### Entries supplied
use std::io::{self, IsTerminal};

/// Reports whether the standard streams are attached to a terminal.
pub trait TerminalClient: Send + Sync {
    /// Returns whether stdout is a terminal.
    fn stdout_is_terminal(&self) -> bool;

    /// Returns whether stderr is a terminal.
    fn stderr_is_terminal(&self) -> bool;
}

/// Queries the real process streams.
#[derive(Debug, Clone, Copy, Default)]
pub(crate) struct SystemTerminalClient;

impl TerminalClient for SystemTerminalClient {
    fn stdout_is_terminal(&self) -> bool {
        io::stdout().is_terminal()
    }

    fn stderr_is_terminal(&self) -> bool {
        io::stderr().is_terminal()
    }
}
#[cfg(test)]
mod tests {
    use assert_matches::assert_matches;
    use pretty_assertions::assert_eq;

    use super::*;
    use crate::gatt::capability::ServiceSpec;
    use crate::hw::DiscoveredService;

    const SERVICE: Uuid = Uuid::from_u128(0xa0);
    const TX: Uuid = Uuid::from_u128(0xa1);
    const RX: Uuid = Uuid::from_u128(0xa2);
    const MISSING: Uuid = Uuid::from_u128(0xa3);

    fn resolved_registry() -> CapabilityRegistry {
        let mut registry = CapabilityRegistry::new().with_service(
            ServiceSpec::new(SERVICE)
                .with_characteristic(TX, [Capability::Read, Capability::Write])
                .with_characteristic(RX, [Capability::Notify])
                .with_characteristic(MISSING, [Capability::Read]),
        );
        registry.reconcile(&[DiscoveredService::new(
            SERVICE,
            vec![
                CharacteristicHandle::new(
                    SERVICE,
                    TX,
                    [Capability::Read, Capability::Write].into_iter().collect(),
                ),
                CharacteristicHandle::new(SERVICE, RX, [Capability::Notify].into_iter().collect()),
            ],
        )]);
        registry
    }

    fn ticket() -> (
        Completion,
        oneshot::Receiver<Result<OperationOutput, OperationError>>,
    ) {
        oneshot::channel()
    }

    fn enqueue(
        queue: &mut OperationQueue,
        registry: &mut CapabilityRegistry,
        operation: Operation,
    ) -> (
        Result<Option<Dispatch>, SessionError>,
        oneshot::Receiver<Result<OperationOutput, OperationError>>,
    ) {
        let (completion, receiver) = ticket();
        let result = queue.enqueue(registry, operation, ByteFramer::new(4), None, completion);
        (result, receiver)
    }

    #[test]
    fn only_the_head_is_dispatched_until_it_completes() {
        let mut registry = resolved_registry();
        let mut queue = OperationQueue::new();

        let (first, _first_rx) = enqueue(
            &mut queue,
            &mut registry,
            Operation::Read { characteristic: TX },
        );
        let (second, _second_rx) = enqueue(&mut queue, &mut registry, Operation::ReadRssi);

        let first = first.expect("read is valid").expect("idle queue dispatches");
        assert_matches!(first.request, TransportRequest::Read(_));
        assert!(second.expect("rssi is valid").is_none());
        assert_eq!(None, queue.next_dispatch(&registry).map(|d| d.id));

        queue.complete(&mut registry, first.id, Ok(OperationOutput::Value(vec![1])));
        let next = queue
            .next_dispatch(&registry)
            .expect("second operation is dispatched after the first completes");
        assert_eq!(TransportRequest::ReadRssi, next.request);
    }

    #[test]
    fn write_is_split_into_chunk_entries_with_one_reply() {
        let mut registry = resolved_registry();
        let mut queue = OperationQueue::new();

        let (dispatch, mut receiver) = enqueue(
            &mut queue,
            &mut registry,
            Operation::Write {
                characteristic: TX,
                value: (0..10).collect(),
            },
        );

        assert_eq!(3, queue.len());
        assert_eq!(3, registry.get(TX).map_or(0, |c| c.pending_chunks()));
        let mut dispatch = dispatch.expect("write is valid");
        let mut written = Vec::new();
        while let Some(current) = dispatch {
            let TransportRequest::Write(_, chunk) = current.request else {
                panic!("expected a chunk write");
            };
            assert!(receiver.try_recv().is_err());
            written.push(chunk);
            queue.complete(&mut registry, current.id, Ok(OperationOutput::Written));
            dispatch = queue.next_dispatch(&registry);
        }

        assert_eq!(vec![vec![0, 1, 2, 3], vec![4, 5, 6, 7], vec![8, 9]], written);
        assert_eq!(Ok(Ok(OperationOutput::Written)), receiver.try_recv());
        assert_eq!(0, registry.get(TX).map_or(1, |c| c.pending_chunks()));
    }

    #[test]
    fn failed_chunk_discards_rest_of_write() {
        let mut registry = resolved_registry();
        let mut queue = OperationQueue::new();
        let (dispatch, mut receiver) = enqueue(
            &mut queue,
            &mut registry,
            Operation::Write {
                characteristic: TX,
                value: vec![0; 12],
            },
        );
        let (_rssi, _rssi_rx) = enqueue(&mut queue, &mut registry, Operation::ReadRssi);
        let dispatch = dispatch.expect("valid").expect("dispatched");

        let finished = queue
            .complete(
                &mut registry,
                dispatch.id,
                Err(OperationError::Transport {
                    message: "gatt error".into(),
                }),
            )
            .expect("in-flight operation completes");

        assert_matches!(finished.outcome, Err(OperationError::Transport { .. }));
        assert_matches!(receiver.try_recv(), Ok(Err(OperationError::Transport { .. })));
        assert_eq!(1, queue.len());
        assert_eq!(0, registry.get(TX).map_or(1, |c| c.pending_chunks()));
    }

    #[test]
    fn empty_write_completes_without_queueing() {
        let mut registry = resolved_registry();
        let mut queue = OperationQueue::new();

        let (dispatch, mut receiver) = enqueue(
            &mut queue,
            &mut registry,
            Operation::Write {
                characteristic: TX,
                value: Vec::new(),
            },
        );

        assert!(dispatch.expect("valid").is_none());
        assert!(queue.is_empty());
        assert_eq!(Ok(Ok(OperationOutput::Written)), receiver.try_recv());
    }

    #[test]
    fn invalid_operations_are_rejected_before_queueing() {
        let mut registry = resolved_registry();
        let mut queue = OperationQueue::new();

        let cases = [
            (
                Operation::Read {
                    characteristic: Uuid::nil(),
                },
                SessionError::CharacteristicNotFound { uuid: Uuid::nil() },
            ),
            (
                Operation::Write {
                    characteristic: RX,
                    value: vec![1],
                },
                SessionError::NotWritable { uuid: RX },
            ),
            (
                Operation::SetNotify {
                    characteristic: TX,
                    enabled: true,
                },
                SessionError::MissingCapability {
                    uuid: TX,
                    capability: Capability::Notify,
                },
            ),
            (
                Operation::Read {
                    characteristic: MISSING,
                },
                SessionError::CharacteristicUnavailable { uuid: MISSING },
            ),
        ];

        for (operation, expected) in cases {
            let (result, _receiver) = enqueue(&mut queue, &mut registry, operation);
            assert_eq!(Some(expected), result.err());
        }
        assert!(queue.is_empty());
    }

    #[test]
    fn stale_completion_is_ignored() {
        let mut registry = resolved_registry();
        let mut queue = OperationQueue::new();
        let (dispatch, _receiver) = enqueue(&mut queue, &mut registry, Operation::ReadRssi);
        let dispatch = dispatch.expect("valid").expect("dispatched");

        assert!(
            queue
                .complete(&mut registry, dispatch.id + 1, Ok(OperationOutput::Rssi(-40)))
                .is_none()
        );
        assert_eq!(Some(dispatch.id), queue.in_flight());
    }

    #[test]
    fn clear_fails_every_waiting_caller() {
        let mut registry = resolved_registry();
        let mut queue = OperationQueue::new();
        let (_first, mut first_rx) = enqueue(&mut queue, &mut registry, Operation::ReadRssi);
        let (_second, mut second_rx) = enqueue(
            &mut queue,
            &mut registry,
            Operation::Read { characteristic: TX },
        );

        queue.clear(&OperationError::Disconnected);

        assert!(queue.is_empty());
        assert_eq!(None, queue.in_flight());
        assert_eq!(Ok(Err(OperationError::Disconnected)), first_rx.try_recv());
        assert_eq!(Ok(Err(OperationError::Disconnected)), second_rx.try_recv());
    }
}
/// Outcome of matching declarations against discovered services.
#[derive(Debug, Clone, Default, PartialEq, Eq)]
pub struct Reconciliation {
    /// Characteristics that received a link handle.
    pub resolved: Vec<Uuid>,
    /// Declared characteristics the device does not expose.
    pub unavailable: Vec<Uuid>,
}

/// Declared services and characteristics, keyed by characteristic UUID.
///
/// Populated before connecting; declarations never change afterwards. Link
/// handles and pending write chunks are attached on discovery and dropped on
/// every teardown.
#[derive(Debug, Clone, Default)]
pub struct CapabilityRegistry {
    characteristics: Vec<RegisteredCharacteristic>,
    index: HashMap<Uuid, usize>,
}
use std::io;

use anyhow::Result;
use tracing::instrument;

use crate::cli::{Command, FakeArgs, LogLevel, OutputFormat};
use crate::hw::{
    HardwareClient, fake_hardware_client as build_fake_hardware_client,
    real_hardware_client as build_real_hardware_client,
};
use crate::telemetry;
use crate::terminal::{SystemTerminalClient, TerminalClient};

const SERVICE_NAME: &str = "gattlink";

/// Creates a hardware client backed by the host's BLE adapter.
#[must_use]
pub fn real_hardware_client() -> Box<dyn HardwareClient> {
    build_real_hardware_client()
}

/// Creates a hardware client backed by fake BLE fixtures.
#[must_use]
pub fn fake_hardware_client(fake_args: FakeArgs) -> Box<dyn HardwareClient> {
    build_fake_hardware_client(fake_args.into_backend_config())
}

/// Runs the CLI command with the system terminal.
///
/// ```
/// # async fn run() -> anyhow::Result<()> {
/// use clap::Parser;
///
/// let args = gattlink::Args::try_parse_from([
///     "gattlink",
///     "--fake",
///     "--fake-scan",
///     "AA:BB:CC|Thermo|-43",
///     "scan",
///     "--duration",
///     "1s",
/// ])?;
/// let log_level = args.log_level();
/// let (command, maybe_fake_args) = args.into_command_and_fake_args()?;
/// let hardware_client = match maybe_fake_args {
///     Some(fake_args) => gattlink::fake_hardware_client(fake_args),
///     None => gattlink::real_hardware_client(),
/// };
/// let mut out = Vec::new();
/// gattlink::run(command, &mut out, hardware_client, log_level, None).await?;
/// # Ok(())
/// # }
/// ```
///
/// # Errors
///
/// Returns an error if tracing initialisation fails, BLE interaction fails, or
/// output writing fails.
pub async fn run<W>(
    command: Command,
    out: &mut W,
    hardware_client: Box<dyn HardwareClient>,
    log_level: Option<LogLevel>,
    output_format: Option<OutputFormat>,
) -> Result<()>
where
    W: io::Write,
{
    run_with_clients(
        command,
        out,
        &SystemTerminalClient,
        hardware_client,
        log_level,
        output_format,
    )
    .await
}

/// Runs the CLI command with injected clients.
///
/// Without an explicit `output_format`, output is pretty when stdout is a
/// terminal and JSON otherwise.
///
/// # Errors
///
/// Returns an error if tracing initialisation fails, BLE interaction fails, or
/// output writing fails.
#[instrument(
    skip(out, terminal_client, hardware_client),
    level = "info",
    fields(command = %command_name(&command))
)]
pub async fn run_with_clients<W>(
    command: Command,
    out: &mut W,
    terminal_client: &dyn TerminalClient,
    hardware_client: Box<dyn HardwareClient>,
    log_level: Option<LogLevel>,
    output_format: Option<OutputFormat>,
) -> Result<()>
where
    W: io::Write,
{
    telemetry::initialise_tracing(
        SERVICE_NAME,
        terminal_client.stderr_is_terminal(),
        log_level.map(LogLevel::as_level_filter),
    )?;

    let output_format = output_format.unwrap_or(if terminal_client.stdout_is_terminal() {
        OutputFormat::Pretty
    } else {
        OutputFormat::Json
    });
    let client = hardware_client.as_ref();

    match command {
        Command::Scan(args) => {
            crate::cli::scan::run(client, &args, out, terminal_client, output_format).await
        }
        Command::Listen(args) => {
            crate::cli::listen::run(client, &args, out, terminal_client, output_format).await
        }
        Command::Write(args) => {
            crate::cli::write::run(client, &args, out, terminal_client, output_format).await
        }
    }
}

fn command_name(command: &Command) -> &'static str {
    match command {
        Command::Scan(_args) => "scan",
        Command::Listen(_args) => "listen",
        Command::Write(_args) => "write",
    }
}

### Task statement
All lines in the records above that contain "derive" are to be reported.

### Completed task
#[derive(Debug, Clone, Copy, Default)]
#[derive(Debug, Clone, Default, PartialEq, Eq)]
#[derive(Debug, Clone, Default)]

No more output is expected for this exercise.